12 de abril de 2012

Una Historia

El poeta griego Homero en su relato de La Odisea nos brinda un ejemplo de tomar buenas decisiones, cuando Ulises debe pasar ante la isla de las sirenas. En medio de océano se encontraba esta bellisima isla habitada por extrañas mujeres, que de la cintura para abajo tenia forma de pez. Eran seres crueles que cantando dulces canciones atraían a los marineros para asesinarlos. cuando Ulises y su tripulación se acercaran a esas aguas, siguió las instrucciones dadas por la sabia circe: corto corto en pedazos una barra de cera y tapo los oídos de sus marineras para que no pudieran oír el canto de as sirenas Ulises ordeno que lo ataran al mástil tan fuerte como fuera posible.

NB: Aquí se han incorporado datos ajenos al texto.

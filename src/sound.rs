//! Sound cues for the terminal front ends
//!
//! The game only says which cue to play. Front ends receive a
//! [`SoundEffects`] implementation when they start and drop it on exit.

use std::io::{self, Write};

/// Something worth an audible cue
#[derive(Debug, Clone, Copy, PartialEq, Eq, Hash)]
pub enum SoundCue {
    Tick,
    WarningTick,
    DangerTick,
    Reveal,
    Click,
    Success,
    Error,
    TimeUp,
    GameOver,
}

impl SoundCue {
    /// Clock tick matching the seconds left
    #[must_use]
    pub const fn tick_for(remaining_secs: u64) -> Self {
        match remaining_secs {
            0..=5 => Self::DangerTick,
            6..=10 => Self::WarningTick,
            _ => Self::Tick,
        }
    }
}

pub trait SoundEffects {
    fn play(&self, cue: SoundCue);
}

/// Plays nothing
#[derive(Debug, Clone, Copy, Default)]
pub struct Silent;

impl SoundEffects for Silent {
    fn play(&self, _cue: SoundCue) {}
}

/// Rings the terminal bell for outcomes and the final seconds
#[derive(Debug, Clone, Copy, Default)]
pub struct TerminalBell;

impl TerminalBell {
    /// Whether a cue rings the bell; routine ticks and clicks stay quiet
    #[must_use]
    pub const fn rings_for(cue: SoundCue) -> bool {
        matches!(
            cue,
            SoundCue::DangerTick
                | SoundCue::Success
                | SoundCue::Error
                | SoundCue::TimeUp
                | SoundCue::GameOver
        )
    }
}

impl SoundEffects for TerminalBell {
    fn play(&self, cue: SoundCue) {
        if !Self::rings_for(cue) {
            return;
        }
        let mut stdout = io::stdout();
        if let Err(e) = stdout.write_all(b"\x07").and_then(|()| stdout.flush()) {
            tracing::debug!(error = %e, "terminal bell failed");
        }
    }
}

/// Sound output chosen from the user's settings
#[must_use]
pub fn from_settings(enabled: bool) -> Box<dyn SoundEffects> {
    if enabled {
        Box::new(TerminalBell)
    } else {
        Box::new(Silent)
    }
}

#[cfg(test)]
mod tests {
    use super::*;
    use std::cell::RefCell;

    #[derive(Default)]
    struct Recorder {
        played: RefCell<Vec<SoundCue>>,
    }

    impl SoundEffects for Recorder {
        fn play(&self, cue: SoundCue) {
            self.played.borrow_mut().push(cue);
        }
    }

    #[test]
    fn tick_escalates() {
        assert_eq!(SoundCue::tick_for(30), SoundCue::Tick);
        assert_eq!(SoundCue::tick_for(11), SoundCue::Tick);
        assert_eq!(SoundCue::tick_for(10), SoundCue::WarningTick);
        assert_eq!(SoundCue::tick_for(6), SoundCue::WarningTick);
        assert_eq!(SoundCue::tick_for(5), SoundCue::DangerTick);
        assert_eq!(SoundCue::tick_for(0), SoundCue::DangerTick);
    }

    #[test]
    fn bell_rings_only_for_outcomes() {
        assert!(TerminalBell::rings_for(SoundCue::Success));
        assert!(TerminalBell::rings_for(SoundCue::TimeUp));
        assert!(!TerminalBell::rings_for(SoundCue::Tick));
        assert!(!TerminalBell::rings_for(SoundCue::Click));
    }

    #[test]
    fn trait_objects_receive_cues() {
        let recorder = Recorder::default();
        let sounds: &dyn SoundEffects = &recorder;
        sounds.play(SoundCue::Reveal);
        sounds.play(SoundCue::GameOver);
        assert_eq!(
            *recorder.played.borrow(),
            vec![SoundCue::Reveal, SoundCue::GameOver]
        );

        // Silent accepts everything
        Silent.play(SoundCue::Error);
    }
}
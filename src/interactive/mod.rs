//! Interactive TUI interface

pub mod app;
pub mod rendering;

pub use app::{App, AppMode, Message, MessageStyle, run_tui};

El Héroe comienzo con señas a pedir que lo desataran, era casi imposible resistir a las voces, el contenido de las canciones resaltando sus virtudes y sus victorias, y la belleza de las sirenas recostadas entre las flores de la playa lo ataron con mucha fuerza y los marineros sordos temporal mente, remaban alejándose del lugar. Ese problema había pasado.
Necesitamos un mástil al cual atarnos. Decisiones peligrosas nos acechan a cada instante. Pudimos haber ayudado a los demás pero cuando nos toca a nosotros... nos es muy difícil. Nuestro palo Mayor debería ser la palabra de Dios: su diaria lectura reflexiva.